Тогда я не знал, что Беньямин в 1912–1913 годах провёл несколько интенсивных устных и письменных дискуссий о сионизме, из которых дискуссии, проведённые с Куртом Тухлером, утрачены, однако дискуссии с Людвигом Штраусом (1913) сохранились10. Штраус был школьным товарищем Фрица Хейнле, а последний в течение пятнадцати месяцев, начиная с апреля 1913 года, когда он приехал из Гёттингена во Фрайбург, и до начала войны в 1914 году играл в жизни Беньямина центральную роль. Оба – и Штраус, и Хейнле – были родом из Аахена, оба сочиняли стихи и поддерживали в годы своего обучения во Фрайбурге и Берлине то более тесный, то более слабый контакт со «Свободным студенчеством»11.

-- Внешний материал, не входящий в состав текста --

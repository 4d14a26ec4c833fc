//! Fluent HTTP request builder.
//!
//! Configure a request through chained calls, let errors latch instead of
//! aborting the chain, surface them once at [`RequestSpec::build`], then
//! dispatch through a [`Transport`]. [`HyperTransport`] is the bundled
//! transport.
//!
//! # Example
//!
//! ```ignore
//! use hammer::prelude::*;
//!
//! #[derive(Serialize)]
//! struct NewUser {
//!     name: String,
//! }
//!
//! let transport = HyperTransport::builder().with_logging().build();
//!
//! let response = RequestSpec::new()
//!     .post()
//!     .with_url("https://api.example.com/users")
//!     .with_body(&NewUser { name: "Ada".to_string() })
//!     .with_basic_auth("admin", "secret")
//!     .dispatch(&transport)
//!     .await?;
//!
//! assert!(response.is_success());
//! ```

mod config;
pub mod middleware;
pub mod prelude;
mod transport;

// Re-export transport types
pub use config::{DEFAULT_USER_AGENT, TransportConfig, TransportConfigBuilder};
pub use transport::{BoxedService, HyperTransport, HyperTransportBuilder, ServiceFuture};

// Re-export tower for middleware composition
pub use tower;

// Re-export core types
pub use hammer_core::{
    BasicAuth, ContentType, Error, Method, Request, RequestSpec, Response, Result, Transport,
    to_form, to_json, to_query_string,
};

Когда я познакомился с Беньямином, всё это было уже в прошлом. Началась Первая мировая война, и она не оставила и следов от «Молодёжного движения». У меня шёл первый семестр в университете, где я изучал математику и философию, а вне университета – но с не меньшей интенсивностью – древнееврейский и источники иудейской письменности. В конце июня 1915 года я слушал доклад Курта Хиллера, чью книгу «Мудрость скуки»12 я прочёл ранее. Следуя по стопам Ницше, он неистово разоблачал историю как силу, враждебную духу и жизни – что казалось мне ошибочным и недальновидным. «История? Вздор! Мы живём вне истории; какое отношение к нам имеет весь этот хлам тысячелетий? Мы живём в поколении13, родившемся вместе с нами!». В таких словах я обобщил суть его доклада у себя в дневнике. В конце доклада было объявлено, что через неделю в штаб-квартире «Свободного студенчества», где-то в Шарлоттенбурге, состоится обсуждение его доклада. Я отправился туда и записался на выступление среди многочисленных других ораторов; в довольно беспомощной речи я протестовал против исторической концепции Хил-лера, что, однако, вызвало неблагосклонность председательствующего, д-ра Рудольфа Кайзера, друга Хиллера, и председательствующий, недолго думая, лишил меня слова при одной из моих заминок. Выступал там и Беньямин, который вновь бросился мне в глаза из-за вышеописанной позы; он сохранял её во время речи. Эта поза, пожалуй, была следствием его близорукости, которая мешала ему воспринимать движущихся людей.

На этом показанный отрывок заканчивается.